En gros, tout ce qui atténue le côté hospitalier de l'établissement. Les longs couloirs sont de plus en plus remplacés par espaces de circulation en boucle pour éviter des dispositifs qui rappellent les hôpitaux. Beaucoup d'attention doit être portée à la chambre et aux éléments architecturaux qui s'y rapportent, comme la porte et les fenêtres. Le sas d'entrée, qui fait la transition du public au privé, du collectif à l'intime, est un autre élément clé. L'emplacement des EMS est également important. Il faut éviter de construire « des oasis de quiétude en pleine campagne » et plutôt les placer dans un quartier fréquenté, bien desservi, avec des commerces. Malheureusement ces terrains en ville sont de plus en plus rares.
 
Quelles sont de nos jours les principales manières de penser l'EMS ?

Ce qui est ressorti de notre analyse des concours est surtout l'idée que les EMS devraient être pensés comme des grandes maisons, de la taille d'une maison de maître. Parfois une même fenêtre donne sur deux chambres et est disposée en quinconce pour atténuer le côté institutionnel et répétitif des ouvertures. Pour les établissements d'une grande taille, on voit souvent une fragmentation en plusieurs bâtiments.
 
Existe-t-il d'autres modèles ?

A Bâle, Herzog et de Meuron ont construit un EMS dans un stade de football en disant de manière provocatrice que les personnes âgées adorent le foot... Il n'y a pas qu'une seule vision, d'où l'intérêt d'écrire ce livre. Mais malgré ces différences, le discours humaniste se généralise, chaque fois adapté aux caractéristiques culturelles et financières locales.
 
Quelle est la situation en Suisse, et plus particulièrement dans le canton de Vaud ?
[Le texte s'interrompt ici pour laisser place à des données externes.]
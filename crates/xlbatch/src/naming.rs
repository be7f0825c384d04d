//! File, folder and manifest naming.

use chrono::NaiveDate;

use crate::conf::{
    C_FORMAT_DATE, C_INFIX_PASSWORD_MASTER, C_SUFFIX_FOLDER_PROTECTED, N_WIDTH_FILE_INDEX,
};
use crate::spec::BatchError;

/// Keep only alphanumerics and plain spaces (`"Acme, Inc."` -> `"Acme Inc"`).
pub fn sanitize_split_value(value: &str) -> String {
    value
        .chars()
        .filter(|c| *c == ' ' || c.is_alphanumeric())
        .collect()
}

/// Project identity used in every name of the run.
pub fn derive_project_name(raw: &str) -> Result<String, BatchError> {
    let c_name: String = raw
        .trim()
        .chars()
        .filter(|c| c.is_alphanumeric() || *c == '-' || *c == '_')
        .collect();
    if c_name.is_empty() {
        return Err(BatchError::InvalidProjectName(raw.to_string()));
    }
    Ok(c_name)
}

pub fn format_date(date: NaiveDate) -> String {
    date.format(C_FORMAT_DATE).to_string()
}

/// `{project}ID{batch}{index:03}`.
pub fn create_file_id(project: &str, batch: u32, n_index: usize) -> String {
    format!("{project}ID{batch}{n_index:0width$}", width = N_WIDTH_FILE_INDEX)
}

/// `{file_id}-{sanitized}-{date}.xlsx`.
pub fn create_file_name(file_id: &str, sanitized: &str, date: &str) -> String {
    format!("{file_id}-{sanitized}-{date}.xlsx")
}

pub fn create_folder_name(project: &str, date: &str) -> String {
    format!("{project}-{date}")
}

pub fn create_protected_folder_name(project: &str, date: &str) -> String {
    format!("{}{C_SUFFIX_FOLDER_PROTECTED}", create_folder_name(project, date))
}

/// `{project}-PasswordMaster-{date}.csv`.
pub fn create_manifest_name(project: &str, date: &str) -> String {
    format!("{project}-{C_INFIX_PASSWORD_MASTER}-{date}.csv")
}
Historiquement, la Suisse est très attentive au bien-être des personnes âgées. Elle est ainsi devenue l'un des pays les plus avancés en la matière. Comme souvent, ce pays se distingue par une très haute qualité de vie et d'infrastructures, et cela vaut aussi pour les EMS. De plus, on sent une constante progression. Chaque projet livre son lot d'enseignements. Les différents collaborateurs du Service de la santé publique de l'Etat de Vaud jouent un très rôle important pour orienter ces projets et les faire évoluer en adéquation avec les changements de pratiques.
 
Est-ce que quelque chose vous a fasciné en particulier pendant votre recherche ?

Déménager dans un EMS est une étape de vie difficile et il est passionnant de voir comment les différentes personnes s'y prennent. Certains se coupent de leur vie passée et n'emportent que leur brosse à dents, tandis que d'autres emmènent tout ce qu'ils possèdent. Comme l'espace est limité, cela peut parfois poser des problèmes. Mais ce que j'ai vu et entendu lors de nos visites était dans l'ensemble très positif. Même dans un petit espace, il est parfaitement possible de vivre bien.